BEGIN DATASET
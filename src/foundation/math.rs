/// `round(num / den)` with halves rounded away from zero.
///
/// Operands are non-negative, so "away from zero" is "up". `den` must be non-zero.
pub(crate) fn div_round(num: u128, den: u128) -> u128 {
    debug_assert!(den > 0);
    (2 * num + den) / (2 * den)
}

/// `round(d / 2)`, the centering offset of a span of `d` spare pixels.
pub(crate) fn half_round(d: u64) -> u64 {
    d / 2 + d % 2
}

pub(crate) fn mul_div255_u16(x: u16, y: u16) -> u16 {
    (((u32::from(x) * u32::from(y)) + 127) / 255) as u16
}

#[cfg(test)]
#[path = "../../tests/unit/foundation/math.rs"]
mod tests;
END DATASET
BEGIN DATASET
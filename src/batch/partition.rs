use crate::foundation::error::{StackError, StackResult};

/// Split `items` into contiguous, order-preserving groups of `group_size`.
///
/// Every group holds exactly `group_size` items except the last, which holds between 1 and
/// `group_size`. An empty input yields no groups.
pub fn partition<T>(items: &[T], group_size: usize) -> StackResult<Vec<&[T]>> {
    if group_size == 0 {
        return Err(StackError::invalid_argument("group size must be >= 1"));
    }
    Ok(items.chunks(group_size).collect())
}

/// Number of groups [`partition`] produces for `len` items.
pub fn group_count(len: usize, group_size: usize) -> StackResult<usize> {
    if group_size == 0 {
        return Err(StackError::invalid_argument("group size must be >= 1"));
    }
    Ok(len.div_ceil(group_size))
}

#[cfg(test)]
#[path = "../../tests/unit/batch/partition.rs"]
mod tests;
END DATASET
* EXERCISE REQUIREMENTS:
If a line in the entries contains "foundation", copy it.

* ANSWER TO THIS TASK:
filename src/foundation/math.rs
#[path = "../../tests/unit/foundation/math.rs"]
use crate::foundation::error::{StackError, StackResult};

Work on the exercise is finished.